Sadaf Roksana, a co-founder and executive director of Nagad Ltd., has been entrusted with the responsibility of leading her company’s transformative venture that will bring greater convenience to the lives of millions of Bangladeshis, reducing their reliance on traditional brick-and-mortar banks.

The MFS provider earlier applied to secure a digital bank licence following the central bank’s call for applications through its website. The Bangladesh Bank also formulated necessary guidelines to widen and accelerate financial inclusion, which will also create jobs for young IT workers.

The world’s fastest mobile money carrier is going to venture into the digital banking era at a time when the financial landscape across the globe is fast evolving towards digitalisation, driven by technological advancements and changing consumer preferences.

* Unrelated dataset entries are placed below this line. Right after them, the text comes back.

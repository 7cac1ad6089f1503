//! 严重程度评估模块
//!
//! score = clamp01(0.35*confidence + 0.4*危重关键词 + min(0.35, 0.15*红旗症状数))
//!
//! 配置了外部评分服务时优先调用，失败则回退到本地启发式，不向调用方抛错。

use crate::core::error::{TriageError, TriageResult};
use crate::core::models::{SeverityAssessment, SeverityLevel, ServiceConfig};
use serde::{Deserialize, Serialize};
use std::collections::HashSet;
use std::future::Future;
use std::pin::Pin;
use std::sync::Arc;
use std::time::Duration;

const CONFIDENCE_WEIGHT: f64 = 0.35;
const CRITICAL_WEIGHT: f64 = 0.4;
const RED_FLAG_WEIGHT: f64 = 0.15;
const RED_FLAG_CAP: f64 = 0.35;
/// 达到此数量的红旗症状即建议就医
const RED_FLAG_HOSPITAL_COUNT: usize = 2;

/// 疾病名中的危重关键词（小写子串匹配）
const CRITICAL_KEYWORDS: &[&str] = &[
    "nhồi máu",
    "đột quỵ",
    "xuất huyết",
    "suy tim",
    "suy thận",
    "ung thư",
    "nhiễm trùng huyết",
    "viêm màng não",
    "viêm cơ tim",
    "tắc mạch",
    "phình",
    "sốc",
    "suy hô hấp",
    "hoại tử",
    "infarction",
    "stroke",
    "hemorrhage",
    "haemorrhage",
    "heart failure",
    "kidney failure",
    "renal failure",
    "cancer",
    "sepsis",
    "meningitis",
    "myocarditis",
    "embolism",
    "aneurysm",
    "shock",
    "respiratory failure",
    "necrosis",
];

/// 红旗症状
const RED_FLAG_SYMPTOMS: &[&str] = &[
    "đau ngực",
    "khó thở",
    "mất ý thức",
    "liệt",
    "yếu nửa người",
    "co giật",
    "sốt cao",
    "nôn ra máu",
    "đi ngoài ra máu",
    "đau đầu dữ dội",
    "đau bụng dữ dội",
    "đau ngực dữ dội",
    "chảy máu không cầm",
    "vàng da",
    "lơ mơ",
    "đau mắt dữ dội",
    "chest pain",
    "shortness of breath",
    "loss of consciousness",
    "paralysis",
    "seizure",
    "high fever",
    "vomiting blood",
    "bloody stool",
    "severe headache",
    "severe abdominal pain",
    "uncontrolled bleeding",
    "jaundice",
    "confusion",
];

fn clamp01(v: f64) -> f64 {
    if v.is_nan() {
        0.0
    } else {
        v.clamp(0.0, 1.0)
    }
}

/// 疾病名是否包含危重关键词
pub fn has_critical_keyword(disease: &str) -> bool {
    let lower = disease.to_lowercase();
    CRITICAL_KEYWORDS.iter().any(|kw| lower.contains(kw))
}

/// 统计红旗症状数量（去重）
pub fn red_flag_count<S: AsRef<str>>(symptoms: &[S]) -> usize {
    let unique: HashSet<String> = symptoms
        .iter()
        .map(|s| s.as_ref().trim().to_lowercase())
        .collect();
    unique
        .iter()
        .filter(|s| RED_FLAG_SYMPTOMS.contains(&s.as_str()))
        .count()
}

/// 本地启发式评估
pub fn evaluate<S: AsRef<str>>(disease: &str, confidence: f64, symptoms: &[S]) -> SeverityAssessment {
    let red_flags = red_flag_count(symptoms);
    let critical = if has_critical_keyword(disease) { CRITICAL_WEIGHT } else { 0.0 };

    let score = clamp01(
        CONFIDENCE_WEIGHT * clamp01(confidence)
            + critical
            + RED_FLAG_CAP.min(RED_FLAG_WEIGHT * red_flags as f64),
    );

    SeverityAssessment {
        score,
        level: SeverityLevel::from_score(score),
        hospital_flag: score >= 0.7 || red_flags >= RED_FLAG_HOSPITAL_COUNT,
    }
}

pub type SeverityFuture<'a> = Pin<Box<dyn Future<Output = TriageResult<SeverityAssessment>> + Send + 'a>>;

/// 外部严重度评分服务，输入输出与本地启发式一致
pub trait SeverityService: Send + Sync {
    fn assess<'a>(
        &'a self,
        disease: &'a str,
        confidence: f64,
        symptoms: &'a [String],
    ) -> SeverityFuture<'a>;
}

#[derive(Debug, Serialize)]
struct SeverityRequest<'a> {
    disease: &'a str,
    confidence: f64,
    symptoms: &'a [String],
}

#[derive(Debug, Deserialize)]
struct SeverityResponse {
    #[serde(default)]
    severity_score: f64,
    #[serde(default)]
    severity_level: Option<String>,
    #[serde(default)]
    should_visit_hospital: Option<bool>,
}

impl SeverityResponse {
    fn into_assessment(self) -> SeverityAssessment {
        let score = clamp01(self.severity_score);
        let level = self
            .severity_level
            .as_deref()
            .and_then(SeverityLevel::parse)
            .unwrap_or_else(|| SeverityLevel::from_score(score));
        SeverityAssessment {
            score,
            level,
            hospital_flag: self.should_visit_hospital.unwrap_or(score >= 0.7),
        }
    }
}

/// 通过HTTP调用的外部评分服务
pub struct HttpSeverityService {
    config: ServiceConfig,
    client: reqwest::Client,
}

impl HttpSeverityService {
    pub fn new(config: ServiceConfig, timeout: Duration) -> TriageResult<Self> {
        let client = reqwest::Client::builder()
            .timeout(timeout)
            .build()
            .map_err(|e| TriageError::Configuration(format!("HTTP客户端创建失败: {}", e)))?;
        Ok(Self { config, client })
    }

    async fn call(
        &self,
        disease: &str,
        confidence: f64,
        symptoms: &[String],
    ) -> TriageResult<SeverityAssessment> {
        if !self.config.is_enabled() {
            return Err(TriageError::UpstreamUnavailable("未配置严重度API".to_string()));
        }

        let request = SeverityRequest {
            disease,
            confidence,
            symptoms,
        };
        let mut req = self.client.post(self.config.api_url.trim()).json(&request);
        if !self.config.api_key.is_empty() {
            req = req.header("Authorization", format!("Bearer {}", self.config.api_key));
        }

        let response: SeverityResponse = req.send().await?.error_for_status()?.json().await?;
        Ok(response.into_assessment())
    }
}

impl SeverityService for HttpSeverityService {
    fn assess<'a>(
        &'a self,
        disease: &'a str,
        confidence: f64,
        symptoms: &'a [String],
    ) -> SeverityFuture<'a> {
        Box::pin(self.call(disease, confidence, symptoms))
    }
}

impl Default for SeverityEvaluator {
    fn default() -> Self {
        Self::heuristic()
    }
}

/// 严重度评估器：外部服务优先，失败回退启发式
#[derive(Clone)]
pub struct SeverityEvaluator {
    service: Option<Arc<dyn SeverityService>>,
    timeout: Duration,
}

impl SeverityEvaluator {
    /// 仅使用本地启发式
    pub fn heuristic() -> Self {
        Self {
            service: None,
            timeout: Duration::from_secs(10),
        }
    }

    pub fn has_service(&self) -> bool {
        self.service.is_some()
    }

    pub fn with_service(service: Arc<dyn SeverityService>, timeout: Duration) -> Self {
        Self {
            service: Some(service),
            timeout,
        }
    }

    /// 评估严重程度
    ///
    /// 返回评估结果，以及外部服务失败时的原因（供流水线记录标记）。
    pub async fn assess(
        &self,
        disease: &str,
        confidence: f64,
        symptoms: &[String],
    ) -> (SeverityAssessment, Option<String>) {
        let Some(service) = &self.service else {
            return (evaluate(disease, confidence, symptoms), None);
        };

        let outcome = tokio::time::timeout(self.timeout, service.assess(disease, confidence, symptoms))
            .await
            .unwrap_or_else(|_| {
                Err(TriageError::UpstreamUnavailable(format!(
                    "严重度服务超时 ({} 秒)",
                    self.timeout.as_secs()
                )))
            });

        match outcome {
            Ok(assessment) => (assessment, None),
            Err(e) => {
                tracing::warn!("严重度服务不可用，回退到本地启发式: {}", e);
                (evaluate(disease, confidence, symptoms), Some(e.to_string()))
            }
        }
    }
}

Taking on the new assignment, Sadaf, a seasoned financial executive with a remarkable track record in the fintech industry, is poised to steer Nagad’s digital bank towards success. Once Nagad gets the digital bank licence, it will provide its consumers with innovative and convenient banking solutions.

“We are very excited that we are going to introduce digital banking services to the people of Bangladesh within a couple of months,” Sadaf said, adding, “This endeavour aligns perfectly with our vision of enhancing financial inclusion and ensuring easy access to all financial services also at affordable prices.”

Nagad is already well-equipped to launch a digital bank. It will start serving customers soon after getting the licence, Sadaf assured.

Under its digital banking platform, Nagad will introduce many new services, such as single-digit and collateral-free loans for small informal businesses and farmers who now are to take loans from moneylenders even at 40% interest rate per day, she pointed out.

“Thus, we will encourage them to come under financial inclusion, thus putting their money into the formal channel,” she expressed her optimism.

To assess one’s creditworthiness, Nagad has created an AI-based credit rating system that will analyse all transactions-related data available on public domains using one’s NID and mobile number, Sadaf Roksana added.

As Nagad goes ahead with its plans, all eyes will be on Sadaf Roksana and her team as they will embark on this exciting journey towards a more digitised and inclusive financial future for the country.